How to complete this task -
What lines in the entries below contain the word "VertexRecord"? Copy all of them.

Input for this task -
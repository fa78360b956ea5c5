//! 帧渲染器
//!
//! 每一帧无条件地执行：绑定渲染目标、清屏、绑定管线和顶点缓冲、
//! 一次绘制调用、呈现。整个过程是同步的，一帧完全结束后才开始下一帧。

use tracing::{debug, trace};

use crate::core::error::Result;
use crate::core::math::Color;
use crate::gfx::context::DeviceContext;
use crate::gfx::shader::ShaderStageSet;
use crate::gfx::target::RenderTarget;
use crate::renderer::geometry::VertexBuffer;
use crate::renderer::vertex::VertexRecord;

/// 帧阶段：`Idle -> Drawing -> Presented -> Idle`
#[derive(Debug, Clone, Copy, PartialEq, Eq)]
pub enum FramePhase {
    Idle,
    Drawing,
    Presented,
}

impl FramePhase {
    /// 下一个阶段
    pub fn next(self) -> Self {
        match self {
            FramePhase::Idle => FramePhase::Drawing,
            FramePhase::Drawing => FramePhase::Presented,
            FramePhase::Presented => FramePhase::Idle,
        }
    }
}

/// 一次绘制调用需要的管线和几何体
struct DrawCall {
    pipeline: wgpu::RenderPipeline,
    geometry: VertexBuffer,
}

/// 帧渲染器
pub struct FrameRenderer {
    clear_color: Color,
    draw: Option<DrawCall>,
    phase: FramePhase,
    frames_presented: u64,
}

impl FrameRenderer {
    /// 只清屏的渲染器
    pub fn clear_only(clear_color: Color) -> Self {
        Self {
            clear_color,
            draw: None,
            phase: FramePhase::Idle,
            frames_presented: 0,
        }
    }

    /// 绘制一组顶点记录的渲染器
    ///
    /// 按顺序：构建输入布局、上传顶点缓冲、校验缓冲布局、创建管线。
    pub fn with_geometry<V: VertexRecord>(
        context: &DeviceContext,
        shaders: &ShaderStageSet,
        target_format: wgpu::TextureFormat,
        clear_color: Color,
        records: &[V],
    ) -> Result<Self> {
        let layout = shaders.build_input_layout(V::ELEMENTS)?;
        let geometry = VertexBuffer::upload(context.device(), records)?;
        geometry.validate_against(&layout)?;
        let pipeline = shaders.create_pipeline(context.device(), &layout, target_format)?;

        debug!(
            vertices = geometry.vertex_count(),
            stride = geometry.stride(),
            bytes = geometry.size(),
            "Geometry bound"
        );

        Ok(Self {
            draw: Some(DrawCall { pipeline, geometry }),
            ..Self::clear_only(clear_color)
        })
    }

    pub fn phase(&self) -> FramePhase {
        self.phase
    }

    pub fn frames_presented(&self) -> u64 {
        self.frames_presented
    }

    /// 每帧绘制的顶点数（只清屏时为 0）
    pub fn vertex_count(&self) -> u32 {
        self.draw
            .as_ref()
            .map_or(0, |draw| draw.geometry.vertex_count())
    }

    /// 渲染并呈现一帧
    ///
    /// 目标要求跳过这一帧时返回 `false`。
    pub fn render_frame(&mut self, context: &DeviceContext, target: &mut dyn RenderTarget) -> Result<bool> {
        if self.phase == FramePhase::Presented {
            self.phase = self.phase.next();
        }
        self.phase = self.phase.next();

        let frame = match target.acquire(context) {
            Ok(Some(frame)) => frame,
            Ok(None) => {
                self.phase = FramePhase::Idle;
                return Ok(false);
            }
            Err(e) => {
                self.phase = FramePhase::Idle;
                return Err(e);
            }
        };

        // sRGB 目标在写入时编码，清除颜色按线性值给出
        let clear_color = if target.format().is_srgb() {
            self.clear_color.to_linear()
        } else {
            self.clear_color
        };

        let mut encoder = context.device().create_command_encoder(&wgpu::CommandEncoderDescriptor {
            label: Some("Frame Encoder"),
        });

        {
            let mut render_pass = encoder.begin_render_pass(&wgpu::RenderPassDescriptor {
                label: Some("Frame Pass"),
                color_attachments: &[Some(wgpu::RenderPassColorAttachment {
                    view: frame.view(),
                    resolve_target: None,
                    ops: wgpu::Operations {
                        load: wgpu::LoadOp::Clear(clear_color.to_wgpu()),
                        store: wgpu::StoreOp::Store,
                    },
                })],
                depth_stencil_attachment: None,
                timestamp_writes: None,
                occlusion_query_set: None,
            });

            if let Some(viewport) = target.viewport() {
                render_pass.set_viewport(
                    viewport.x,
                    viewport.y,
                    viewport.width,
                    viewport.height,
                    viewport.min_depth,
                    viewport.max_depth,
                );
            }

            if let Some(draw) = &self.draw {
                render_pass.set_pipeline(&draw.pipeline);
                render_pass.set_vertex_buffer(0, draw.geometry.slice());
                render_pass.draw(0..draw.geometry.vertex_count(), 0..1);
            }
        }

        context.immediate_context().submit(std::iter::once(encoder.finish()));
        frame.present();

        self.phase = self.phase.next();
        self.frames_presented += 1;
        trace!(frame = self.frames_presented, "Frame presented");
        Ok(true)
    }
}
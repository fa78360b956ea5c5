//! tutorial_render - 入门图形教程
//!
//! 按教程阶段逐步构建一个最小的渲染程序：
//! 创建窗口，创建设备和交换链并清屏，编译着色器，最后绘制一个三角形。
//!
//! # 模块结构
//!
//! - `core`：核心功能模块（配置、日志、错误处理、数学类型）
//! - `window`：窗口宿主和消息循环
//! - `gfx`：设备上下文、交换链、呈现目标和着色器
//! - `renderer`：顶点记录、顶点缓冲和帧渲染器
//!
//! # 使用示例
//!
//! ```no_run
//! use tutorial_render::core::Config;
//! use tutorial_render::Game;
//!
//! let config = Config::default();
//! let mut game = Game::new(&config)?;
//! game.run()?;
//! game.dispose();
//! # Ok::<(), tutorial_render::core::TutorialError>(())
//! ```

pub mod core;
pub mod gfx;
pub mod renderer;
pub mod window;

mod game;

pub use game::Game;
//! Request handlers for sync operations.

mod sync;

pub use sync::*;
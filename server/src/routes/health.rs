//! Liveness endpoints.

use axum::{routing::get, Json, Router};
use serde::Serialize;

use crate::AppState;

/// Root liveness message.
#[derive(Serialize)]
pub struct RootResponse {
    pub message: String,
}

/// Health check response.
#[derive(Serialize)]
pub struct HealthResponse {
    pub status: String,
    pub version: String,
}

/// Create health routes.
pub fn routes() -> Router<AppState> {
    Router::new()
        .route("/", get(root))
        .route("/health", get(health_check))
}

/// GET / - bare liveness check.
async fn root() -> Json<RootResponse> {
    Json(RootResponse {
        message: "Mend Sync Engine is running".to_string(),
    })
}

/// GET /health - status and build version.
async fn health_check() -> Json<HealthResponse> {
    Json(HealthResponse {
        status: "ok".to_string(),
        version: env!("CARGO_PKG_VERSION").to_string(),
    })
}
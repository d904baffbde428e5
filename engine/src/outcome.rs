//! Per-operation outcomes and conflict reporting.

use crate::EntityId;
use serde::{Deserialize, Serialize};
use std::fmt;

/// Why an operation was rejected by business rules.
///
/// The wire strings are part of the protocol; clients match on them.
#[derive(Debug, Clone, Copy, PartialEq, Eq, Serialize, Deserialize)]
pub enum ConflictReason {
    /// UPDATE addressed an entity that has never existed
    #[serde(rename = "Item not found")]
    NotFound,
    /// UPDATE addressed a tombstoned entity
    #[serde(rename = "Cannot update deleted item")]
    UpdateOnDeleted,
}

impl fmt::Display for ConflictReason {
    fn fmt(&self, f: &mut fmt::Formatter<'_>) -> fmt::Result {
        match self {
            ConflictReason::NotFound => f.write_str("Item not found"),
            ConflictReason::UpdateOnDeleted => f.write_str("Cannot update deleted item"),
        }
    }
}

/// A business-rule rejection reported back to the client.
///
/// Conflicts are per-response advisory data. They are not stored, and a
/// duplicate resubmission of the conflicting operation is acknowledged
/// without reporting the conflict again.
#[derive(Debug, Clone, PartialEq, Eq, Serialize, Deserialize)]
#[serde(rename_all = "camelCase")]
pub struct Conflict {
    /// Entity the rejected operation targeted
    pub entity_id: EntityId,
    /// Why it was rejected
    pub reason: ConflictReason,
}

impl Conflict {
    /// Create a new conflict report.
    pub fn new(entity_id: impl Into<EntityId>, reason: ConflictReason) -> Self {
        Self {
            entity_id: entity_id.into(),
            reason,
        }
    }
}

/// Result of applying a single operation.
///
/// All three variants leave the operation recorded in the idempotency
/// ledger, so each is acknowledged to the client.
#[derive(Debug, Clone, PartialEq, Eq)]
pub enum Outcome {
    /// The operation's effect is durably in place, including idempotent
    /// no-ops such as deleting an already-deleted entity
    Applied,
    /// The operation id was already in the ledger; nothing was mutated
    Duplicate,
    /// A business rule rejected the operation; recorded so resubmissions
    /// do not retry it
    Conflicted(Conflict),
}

Written answer -
use crate::renderer::vertex::VertexRecord;
    pub fn with_geometry<V: VertexRecord>(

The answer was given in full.